- Tobias Wolff once said, "writing is learning to sit alone in a room." I couldn't agree more. If you feel you have better things to do with your time than sitting alone in a room, I sincerely applaud you. Go and do these things! Tell me about them over a beer tonight. This writing business is, as they say, a labor of love, but also one of humor, surprise, fear, courage, hope, and hopelessness and infinite other things—but I can't experience them if I'm talking to you now, can I? Later. I'll text you.
- It's writing time. Everything else waits. Ergo, leave the cellphone in another room.
- But first comes daydream time. Meaning: take time to unhurriedly contemplate the story you're planning to write. Scribble down thoughts as they occur. I call this country road research—sometimes it helps to just get in the car and drive. Just don't sit down at writing time with no clue what you're going to write—that's a recipe for frustration.
- And where to sit? Find your place.

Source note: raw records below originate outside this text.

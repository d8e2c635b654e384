//! Data Model
//!
//! Plain data as the binding layer hands it to the core: dynamically typed
//! [`Value`]s, [`Object`]s made of named fields, and dotted [`KeyPath`]s that
//! address a value nested inside an object.
//!
//! Objects start out plain. The reactive layer converts their fields in place
//! (see [`crate::reactive::convert`]); after that, ordinary `get`/`set` calls
//! carry the tracking side effects without any change for the caller.

mod object;
mod path;
mod value;

pub use object::{Object, ObjectId};
pub use path::{Access, KeyPath};
pub use value::{Array, Value};
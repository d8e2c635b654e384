//! Error types for the Weft core.
//!
//! Everything fallible in the crate reports through [`Error`]. Failures that
//! happen while a write fans out to several trackers are collected into
//! [`NotifyFailures`] so one broken binding cannot hide the others.

use std::fmt;

use thiserror::Error;

use crate::data::ObjectId;
use crate::reactive::TrackerId;

/// Error type returned by tracker callbacks.
pub type CallbackError = Box<dyn std::error::Error + 'static>;

/// Convenience alias used throughout the crate.
pub type Result<T> = std::result::Result<T, Error>;

/// Errors raised by the reactive core.
#[derive(Debug, Error)]
pub enum Error {
    /// A dotted key path could not be parsed.
    #[error("invalid key path {path:?}: {reason}")]
    InvalidKeyPath {
        path: String,
        reason: &'static str,
    },

    /// A key path reached a missing or null value before all of its
    /// segments were consumed.
    #[error("cannot resolve {path:?} on object {root}: segment {index} ({segment:?}) was read from an absent value")]
    PathResolution {
        root: ObjectId,
        path: String,
        index: usize,
        segment: String,
    },

    /// A tracker's callback reported a failure.
    #[error("callback of tracker {tracker} ({path}) failed: {source}")]
    Callback {
        tracker: TrackerId,
        path: String,
        #[source]
        source: CallbackError,
    },

    /// A tracker was asked to update while its own callback was still running.
    #[error("tracker {tracker} ({path}) was updated from inside its own callback")]
    ReentrantUpdate { tracker: TrackerId, path: String },

    /// One or more trackers failed while a field change was being delivered.
    #[error(transparent)]
    Notify(NotifyFailures),

    /// An operation that needs an object was handed some other value.
    #[error("expected an object")]
    NotAnObject,
}

/// Per-tracker failures collected during a single notification pass.
///
/// Failures are kept in the order the trackers were notified.
#[derive(Debug, Default)]
pub struct NotifyFailures {
    failures: Vec<Error>,
}

impl NotifyFailures {
    pub(crate) fn push(&mut self, error: Error) {
        self.failures.push(error);
    }

    /// Number of trackers that failed.
    pub fn len(&self) -> usize {
        self.failures.len()
    }

    /// Whether no tracker failed.
    pub fn is_empty(&self) -> bool {
        self.failures.is_empty()
    }

    /// Iterate over the individual failures.
    pub fn iter(&self) -> impl Iterator<Item = &Error> {
        self.failures.iter()
    }

    /// Take ownership of the individual failures.
    pub fn into_vec(self) -> Vec<Error> {
        self.failures
    }

    /// `Ok(())` when nothing failed, otherwise [`Error::Notify`].
    pub(crate) fn into_result(self) -> Result<()> {
        if self.failures.is_empty() {
            Ok(())
        } else {
            Err(Error::Notify(self))
        }
    }
}

impl fmt::Display for NotifyFailures {
    fn fmt(&self, f: &mut fmt::Formatter<'_>) -> fmt::Result {
        write!(f, "{} tracker(s) failed during notification", self.failures.len())?;
        if let Some(first) = self.failures.first() {
            write!(f, "; first: {first}")?;
        }
        Ok(())
    }
}

impl std::error::Error for NotifyFailures {}
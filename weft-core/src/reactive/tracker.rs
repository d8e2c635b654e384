//! Trackers
//!
//! A [`Tracker`] is one downstream computation, such as "keep this text node
//! showing `user.name`". It is bound to a root object, a key path and a
//! callback.
//!
//! # Lifecycle
//!
//! 1. On construction the tracker enters a [`TrackingScope`] and resolves its
//!    key path. Every observed field read along the way records the tracker
//!    in its subscription.
//!
//! 2. The scope is released, then the callback runs once with the resolved
//!    value.
//!
//! 3. Whenever one of those fields changes, [`Tracker::update`] re-resolves
//!    the path with untracked reads and hands the new value to the callback.
//!
//! Dependencies are discovered exactly once. If the path later resolves
//! through different fields (for example after an intermediate object was
//! replaced), those fields are not tracked.

use std::cell::{Cell, RefCell};
use std::fmt;
use std::rc::Rc;
use std::sync::atomic::{AtomicU64, Ordering};

use tracing::{debug, trace};

use super::context::TrackingScope;
use crate::data::{Access, KeyPath, Object, Value};
use crate::error::{CallbackError, Error, Result};

/// Unique identifier for a tracker.
///
/// Subscriptions use it to record each tracker at most once.
#[derive(Debug, Clone, Copy, PartialEq, Eq, Hash)]
pub struct TrackerId(u64);

impl TrackerId {
    /// Generate a new unique tracker ID.
    fn new() -> Self {
        static COUNTER: AtomicU64 = AtomicU64::new(0);
        Self(COUNTER.fetch_add(1, Ordering::Relaxed))
    }
}

impl fmt::Display for TrackerId {
    fn fmt(&self, f: &mut fmt::Formatter<'_>) -> fmt::Result {
        write!(f, "t{}", self.0)
    }
}

type OnChange = Box<dyn FnMut(&Value) -> std::result::Result<(), CallbackError>>;

pub(crate) struct TrackerInner {
    id: TrackerId,
    root: Object,
    path: KeyPath,
    on_change: RefCell<OnChange>,
    /// Subscriptions that recorded this tracker during discovery.
    dependencies: Cell<usize>,
    /// Callback invocations, the initial one included.
    run_count: Cell<usize>,
}

impl TrackerInner {
    pub(crate) fn id(&self) -> TrackerId {
        self.id
    }

    pub(crate) fn key_path(&self) -> &KeyPath {
        &self.path
    }

    /// Re-resolve without tracking and deliver the result.
    pub(crate) fn update(&self) -> Result<()> {
        let value = self.path.resolve(&self.root, Access::Untracked)?;
        trace!(tracker = %self.id, path = %self.path, %value, "tracker recomputed");
        self.deliver(&value)
    }

    fn deliver(&self, value: &Value) -> Result<()> {
        let mut on_change = self
            .on_change
            .try_borrow_mut()
            .map_err(|_| Error::ReentrantUpdate {
                tracker: self.id,
                path: self.path.to_string(),
            })?;

        self.run_count.set(self.run_count.get() + 1);
        (&mut **on_change)(value).map_err(|source| Error::Callback {
            tracker: self.id,
            path: self.path.to_string(),
            source,
        })
    }
}

/// A computation bound to a key path, re-run when the fields it read change.
///
/// Cloning the handle shares the tracker. Subscriptions only hold weak
/// references, so the tracker stays live for as long as its owner keeps a
/// handle; dropping the last one stops further updates.
///
/// # Example
///
/// ```
/// use std::cell::RefCell;
/// use std::rc::Rc;
///
/// use serde_json::json;
/// use weft_core::{observe, Tracker, Value};
///
/// let data = observe(json!({ "count": 1 })).unwrap();
/// let log = Rc::new(RefCell::new(Vec::new()));
/// let sink = Rc::clone(&log);
///
/// // Keep the handle for as long as the binding should stay live.
/// let _binding = Tracker::infallible(&data, "count", move |value| {
///     sink.borrow_mut().push(value.clone());
/// })
/// .unwrap();
///
/// data.set("count", 1).unwrap();
/// data.set("count", 2).unwrap();
/// assert_eq!(*log.borrow(), vec![Value::from(1), Value::from(2)]);
/// ```
///
/// Discarding the handle is a lint error, not a silently dead binding:
///
/// ```compile_fail
/// #![deny(unused_must_use)]
///
/// use serde_json::json;
/// use weft_core::{observe, Tracker};
///
/// let data = observe(json!({ "count": 1 })).unwrap();
/// Tracker::infallible(&data, "count", |_| {}).unwrap();
/// ```
#[must_use = "dropping the last handle stops notifications"]
#[derive(Clone)]
pub struct Tracker(Rc<TrackerInner>);

impl Tracker {
    /// Create a tracker and run its dependency discovery.
    ///
    /// Before this returns, the callback has been invoked once with the
    /// initial value. Fails if the key path is malformed, cannot be
    /// resolved, or the initial callback fails; no usable tracker exists in
    /// that case and the tracking context is already released.
    pub fn new<F>(root: &Object, key_path: &str, on_change: F) -> Result<Self>
    where
        F: FnMut(&Value) -> std::result::Result<(), CallbackError> + 'static,
    {
        let path = KeyPath::parse(key_path)?;
        let tracker = Self(Rc::new(TrackerInner {
            id: TrackerId::new(),
            root: root.clone(),
            path,
            on_change: RefCell::new(Box::new(on_change)),
            dependencies: Cell::new(0),
            run_count: Cell::new(0),
        }));
        let inner = &tracker.0;

        debug!(tracker = %inner.id, path = %inner.path, root = %root.id(), "discovering dependencies");
        let value = {
            let scope = TrackingScope::enter(inner);
            let resolved = inner.path.resolve(&inner.root, Access::Tracked);
            inner.dependencies.set(scope.registrations());
            resolved
        }?;
        debug!(
            tracker = %inner.id,
            dependencies = inner.dependencies.get(),
            "dependency discovery finished"
        );

        inner.deliver(&value)?;
        Ok(tracker)
    }

    /// Like [`Tracker::new`] for callbacks that cannot fail.
    pub fn infallible<F>(root: &Object, key_path: &str, mut on_change: F) -> Result<Self>
    where
        F: FnMut(&Value) + 'static,
    {
        Self::new(root, key_path, move |value| {
            on_change(value);
            Ok(())
        })
    }

    pub fn id(&self) -> TrackerId {
        self.0.id
    }

    pub fn key_path(&self) -> &KeyPath {
        &self.0.path
    }

    pub fn root(&self) -> &Object {
        &self.0.root
    }

    /// Re-read the key path and invoke the callback.
    ///
    /// Subscriptions call this when a dependency changes; owners may call it
    /// directly to force a refresh. Never records new dependencies.
    pub fn update(&self) -> Result<()> {
        self.0.update()
    }

    /// Number of fields this tracker depends on.
    pub fn dependency_count(&self) -> usize {
        self.0.dependencies.get()
    }

    /// Number of times the callback has run.
    pub fn run_count(&self) -> usize {
        self.0.run_count.get()
    }

    pub(crate) fn inner(&self) -> &Rc<TrackerInner> {
        &self.0
    }
}

impl fmt::Debug for Tracker {
    fn fmt(&self, f: &mut fmt::Formatter<'_>) -> fmt::Result {
        f.debug_struct("Tracker")
            .field("id", &self.0.id)
            .field("path", &self.0.path.as_str())
            .field("dependency_count", &self.dependency_count())
            .field("run_count", &self.run_count())
            .finish()
    }
}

It could be the reading room of the town library, your home office, a coffeeshop/tattoo parlor, the parking lot of the Finger Lakes trail—there's a certain place that has creative power for you because something about it makes your brain more cooperative to the nefarious demands writing makes. Find that place. Use it. Respect it by not bringing gossip magazines or over-sugared brownies or unlimited wifi.
- Find a time. I'm going to suggest one: 7:47am. It's early, but not too early, so you've had a chance to walk the dog, take out the recyclables, answer pressing email, and cycle once through your favorite newsites ("did you see what Gawker said about that Texas politician?!" "Oh, Andrew Sullivan, I agree!"). 7:47 is also not so late that your brain is full of and fried by societal demands and bills and whatever servitude you've undertaken for your family's healthcare.

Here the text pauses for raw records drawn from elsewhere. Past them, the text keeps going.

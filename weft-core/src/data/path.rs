//! Key Paths
//!
//! A key path names a value nested inside a root object, for example
//! `user.address.city`. Resolution walks the segments one field at a time.

use std::fmt;
use std::rc::Rc;

use smallvec::SmallVec;

use super::{Object, Value};
use crate::error::{Error, Result};

/// How fields are read while resolving a path.
#[derive(Debug, Clone, Copy, PartialEq, Eq)]
pub enum Access {
    /// Ordinary reads; an active tracker is recorded on every field touched.
    Tracked,
    /// Reads that never record a dependency.
    Untracked,
}

/// A parsed, immutable dotted key path.
#[derive(Debug, Clone, PartialEq, Eq)]
pub struct KeyPath {
    raw: Rc<str>,
    segments: SmallVec<[Rc<str>; 4]>,
}

impl KeyPath {
    /// Parse a dotted key path.
    ///
    /// The path must be non-empty and may not contain empty segments.
    pub fn parse(path: &str) -> Result<Self> {
        if path.is_empty() {
            return Err(Error::InvalidKeyPath {
                path: path.to_owned(),
                reason: "key path is empty",
            });
        }

        let segments: SmallVec<[Rc<str>; 4]> = path.split('.').map(Rc::from).collect();
        if segments.iter().any(|segment| segment.is_empty()) {
            return Err(Error::InvalidKeyPath {
                path: path.to_owned(),
                reason: "key path contains an empty segment",
            });
        }

        Ok(Self {
            raw: Rc::from(path),
            segments,
        })
    }

    pub fn as_str(&self) -> &str {
        &self.raw
    }

    pub fn segments(&self) -> impl Iterator<Item = &str> {
        self.segments.iter().map(|segment| &**segment)
    }

    pub fn len(&self) -> usize {
        self.segments.len()
    }

    /// Always false: a parsed path has at least one segment.
    pub fn is_empty(&self) -> bool {
        self.segments.is_empty()
    }

    /// Resolve the path against `root`.
    ///
    /// Each segment is read from the value produced by the previous one.
    /// Reading a segment from a scalar or an array yields [`Value::Null`], as
    /// does a missing field. Reading any segment from a null value fails
    /// with [`Error::PathResolution`] naming that segment's index.
    pub fn resolve(&self, root: &Object, access: Access) -> Result<Value> {
        let mut current = Value::Object(root.clone());

        for (index, segment) in self.segments.iter().enumerate() {
            current = match &current {
                Value::Object(object) => match access {
                    Access::Tracked => object.get(segment),
                    Access::Untracked => object.get_untracked(segment),
                }
                .unwrap_or(Value::Null),
                value if value.is_absent() => return Err(self.failure(root, index)),
                // Scalars and arrays have no named fields.
                _ => Value::Null,
            };
        }

        Ok(current)
    }

    fn failure(&self, root: &Object, index: usize) -> Error {
        Error::PathResolution {
            root: root.id(),
            path: self.raw.to_string(),
            index,
            segment: self.segments[index].to_string(),
        }
    }
}

impl fmt::Display for KeyPath {
    fn fmt(&self, f: &mut fmt::Formatter<'_>) -> fmt::Result {
        f.write_str(&self.raw)
    }
}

- The two hours immediately following that time are holy.
- The first hour of those two is not just holy but sacrosanct. Which really means the same as holy, only more holy! Also, I just like typing sacrosanct.

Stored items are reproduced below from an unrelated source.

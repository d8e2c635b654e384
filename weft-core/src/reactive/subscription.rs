//! Subscriptions
//!
//! Every observed field owns exactly one [`Subscription`]: the ordered list of
//! trackers that read the field during their dependency discovery. When the
//! field changes, the subscription updates each tracker in recording order.
//!
//! Subscriptions hold weak references. The binding that created a tracker
//! owns it; once the last handle is dropped the entry is skipped, and it is
//! pruned on the next notification or the next recording.

use std::cell::RefCell;
use std::fmt;
use std::rc::{Rc, Weak};

use indexmap::IndexMap;
use tracing::{trace, warn};

use super::tracker::{Tracker, TrackerId, TrackerInner};
use crate::error::{NotifyFailures, Result};

/// Ordered collection of trackers interested in one field.
///
/// A tracker appears at most once no matter how often it read the field.
#[derive(Default)]
pub struct Subscription {
    subscribers: RefCell<IndexMap<TrackerId, Weak<TrackerInner>>>,
}

impl Subscription {
    pub fn new() -> Self {
        Self::default()
    }

    /// Append `tracker` unless it is already recorded.
    ///
    /// Returns whether the tracker was added.
    pub fn add_subscriber(&self, tracker: &Tracker) -> bool {
        self.record(tracker.id(), Rc::downgrade(tracker.inner()))
    }

    pub(crate) fn record(&self, id: TrackerId, tracker: Weak<TrackerInner>) -> bool {
        let mut subscribers = self.subscribers.borrow_mut();
        // Fields that are read but never written would otherwise keep every
        // dropped tracker forever.
        subscribers.retain(|_, tracker| tracker.strong_count() > 0);
        if subscribers.contains_key(&id) {
            return false;
        }
        subscribers.insert(id, tracker);
        true
    }

    /// Update every recorded tracker, in recording order.
    ///
    /// All trackers are updated even if some of them fail; the failures are
    /// returned together once the fan-out is complete.
    pub fn notify(&self) -> Result<()> {
        // Trackers may write other fields or build new trackers from their
        // callbacks, so no borrow is held while they run.
        let snapshot: Vec<(TrackerId, Weak<TrackerInner>)> = self
            .subscribers
            .borrow()
            .iter()
            .map(|(id, tracker)| (*id, tracker.clone()))
            .collect();

        let mut failures = NotifyFailures::default();
        let mut dropped = Vec::new();

        for (id, tracker) in snapshot {
            let Some(tracker) = tracker.upgrade() else {
                dropped.push(id);
                continue;
            };
            if let Err(error) = tracker.update() {
                warn!(tracker = %id, path = %tracker.key_path(), %error, "tracker update failed");
                failures.push(error);
            }
        }

        if !dropped.is_empty() {
            trace!(count = dropped.len(), "pruning dropped trackers");
            let mut subscribers = self.subscribers.borrow_mut();
            for id in dropped {
                subscribers.shift_remove(&id);
            }
        }

        failures.into_result()
    }

    /// Number of recorded trackers that are still alive.
    pub fn len(&self) -> usize {
        self.subscribers
            .borrow()
            .values()
            .filter(|tracker| tracker.strong_count() > 0)
            .count()
    }

    pub fn is_empty(&self) -> bool {
        self.len() == 0
    }

    /// Whether `id` is recorded and still alive.
    pub fn contains(&self, id: TrackerId) -> bool {
        self.subscribers
            .borrow()
            .get(&id)
            .is_some_and(|tracker| tracker.strong_count() > 0)
    }

    /// Ids of the live trackers, in recording order.
    pub fn subscriber_ids(&self) -> Vec<TrackerId> {
        self.subscribers
            .borrow()
            .iter()
            .filter(|(_, tracker)| tracker.strong_count() > 0)
            .map(|(id, _)| *id)
            .collect()
    }
}

impl fmt::Debug for Subscription {
    fn fmt(&self, f: &mut fmt::Formatter<'_>) -> fmt::Result {
        f.debug_struct("Subscription")
            .field("subscribers", &self.subscriber_ids())
            .finish()
    }
}

#[cfg(test)]
mod tests {
    use super::*;
    use crate::data::{Object, Value};
    use crate::error::{CallbackError, Error};
    use std::cell::RefCell;

    fn logging_tracker(root: &Object, label: &'static str, log: &Rc<RefCell<Vec<String>>>) -> Tracker {
        let log = Rc::clone(log);
        Tracker::infallible(root, "x", move |value| {
            log.borrow_mut().push(format!("{label}={value}"));
        })
        .unwrap()
    }

    #[test]
    fn add_subscriber_dedupes() {
        let root = Object::new().with("x", 1);
        let tracker = Tracker::infallible(&root, "x", |_| {}).unwrap();
        let subscription = Subscription::new();

        assert!(subscription.add_subscriber(&tracker));
        assert!(!subscription.add_subscriber(&tracker));
        assert_eq!(subscription.len(), 1);
        assert!(subscription.contains(tracker.id()));
    }

    #[test]
    fn notify_runs_in_recording_order() {
        let root = Object::new().with("x", 1);
        let log = Rc::new(RefCell::new(Vec::new()));
        let first = logging_tracker(&root, "first", &log);
        let second = logging_tracker(&root, "second", &log);
        log.borrow_mut().clear();

        let subscription = Subscription::new();
        subscription.add_subscriber(&second);
        subscription.add_subscriber(&first);
        subscription.notify().unwrap();

        assert_eq!(*log.borrow(), vec!["second=1", "first=1"]);
    }

    #[test]
    fn notify_isolates_failures() {
        let root = Object::new().with("x", 1);
        let log = Rc::new(RefCell::new(Vec::new()));
        let failing = Tracker::new(&root, "x", {
            let armed = Rc::new(RefCell::new(false));
            move |_: &Value| -> std::result::Result<(), CallbackError> {
                let mut armed = armed.borrow_mut();
                if *armed {
                    return Err("binding is gone".into());
                }
                *armed = true;
                Ok(())
            }
        })
        .unwrap();
        let healthy = logging_tracker(&root, "healthy", &log);
        log.borrow_mut().clear();

        let subscription = Subscription::new();
        subscription.add_subscriber(&failing);
        subscription.add_subscriber(&healthy);

        let failures = match subscription.notify() {
            Err(Error::Notify(failures)) => failures,
            other => panic!("expected notify failures, got {other:?}"),
        };
        assert_eq!(failures.len(), 1);
        assert!(matches!(failures.iter().next(), Some(Error::Callback { .. })));
        assert_eq!(*log.borrow(), vec!["healthy=1"]);
    }

    #[test]
    fn recording_prunes_dropped_trackers() {
        let root = Object::new().with("x", 1);
        let subscription = Subscription::new();

        for _ in 0..1000 {
            let tracker = Tracker::infallible(&root, "x", |_| {}).unwrap();
            subscription.add_subscriber(&tracker);
        }
        let kept = Tracker::infallible(&root, "x", |_| {}).unwrap();
        subscription.add_subscriber(&kept);

        assert_eq!(subscription.len(), 1);
        assert_eq!(subscription.subscribers.borrow().len(), 1);
    }

    #[test]
    fn pruning_on_record_keeps_order() {
        let root = Object::new().with("x", 1);
        let first = Tracker::infallible(&root, "x", |_| {}).unwrap();
        let gone = Tracker::infallible(&root, "x", |_| {}).unwrap();
        let last = Tracker::infallible(&root, "x", |_| {}).unwrap();

        let subscription = Subscription::new();
        subscription.add_subscriber(&first);
        subscription.add_subscriber(&gone);
        drop(gone);
        subscription.add_subscriber(&last);

        assert_eq!(subscription.subscribers.borrow().len(), 2);
        assert_eq!(subscription.subscriber_ids(), vec![first.id(), last.id()]);
    }

    #[test]
    fn dropped_trackers_are_pruned() {
        let root = Object::new().with("x", 1);
        let log = Rc::new(RefCell::new(Vec::new()));
        let kept = logging_tracker(&root, "kept", &log);
        let dropped = logging_tracker(&root, "dropped", &log);
        log.borrow_mut().clear();

        let subscription = Subscription::new();
        subscription.add_subscriber(&dropped);
        subscription.add_subscriber(&kept);
        drop(dropped);

        assert_eq!(subscription.len(), 1);
        subscription.notify().unwrap();
        assert_eq!(*log.borrow(), vec!["kept=1"]);
        assert_eq!(subscription.subscriber_ids(), vec![kept.id()]);
    }
}
//! Reactive Core
//!
//! This module implements implicit dependency tracking: fields observe their
//! readers, and writes re-run exactly the computations that read them.
//!
//! # Concepts
//!
//! ## Conversion
//!
//! [`convert`] turns the fields of a plain object graph into observed fields
//! in place. Each observed field owns one [`Subscription`].
//!
//! ## Trackers
//!
//! A [`Tracker`] binds a key path on a root object to a callback. Building
//! one resolves the path while the tracker is the active entry of the
//! [`TrackingScope`] stack, so every observed field on the path records it.
//! The callback then receives the initial value.
//!
//! ## Notification
//!
//! Writing a different value to an observed field updates every tracker in
//! its subscription, synchronously and in recording order, before the write
//! returns. A single write can therefore run an unbounded amount of work.
//!
//! # Implementation Notes
//!
//! Discovery happens once, at construction. Later updates re-read the path
//! without tracking, so the dependency set of a tracker never changes.
//! Everything is single-threaded: handles are `Rc`-based and the tracking
//! stack is thread-local.

mod context;
mod observe;
mod subscription;
mod tracker;

pub use context::TrackingScope;
pub use observe::{convert, convert_object, observe};
pub use subscription::Subscription;
pub use tracker::{Tracker, TrackerId};

pub(crate) use observe::Field;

- The point here: in writing you are undertaking a spiritual act. Trusting that mental slurry will clarify into something understandable and even readable takes profound faith. And it does on occasion. And that it does still amazes me, and I do believe things that require faith and provoke amazement are miracles and should be honored as such. Hence: sacrosanct. Don't be tweeting.
- Kitchen sink that first draft. Throw every damn thing in there. If you aren't sure something belongs, if you aren't even remotely clear what the point of a certain tangent is—in it goes. It can help to do this draft with pen and paper, in poor handwriting, so you can't be eying and judging what you've put down as you go along.
- The goal with the next drafts is just to be a little better each time. Don't be chasing perfect sentences and metaphors as beautiful as rainbow moonbeams reflected in baby unicorn eyes. Settle for making each draft a little better. This takes patience because some of these drafts will make you aghast. But if there's a kernel in each that excites you, trust it will bloom in time.
- And throughout the process, please recognize and celebrate the fact that writing is completely ridiculous. At any moment—say when you're agonizing over whether to use the word "recognize" or "understand" or even just the pedestrian "know"—at that moment, a single willow branch abounds with the glory of a thousand star deaths. Your own fingers typing away on the keyboard, in their fine motor control and patchwork unique-to-all-existence wrinkles, are the Grand Central Station of four billion years of evolution. Are your feet crossed at the ankles? Imagine that! Does it matter whether your obvious artistic brilliance is recognized and understood and known? It does not, brother. Drown your sorrows over this travesty in the dust motes dancing in the sunbeams or in your old dog's sighs. Life is too short and too glorious for resentment.
- Active voice please. Unless passive would really go better. Then go ahead and use passive.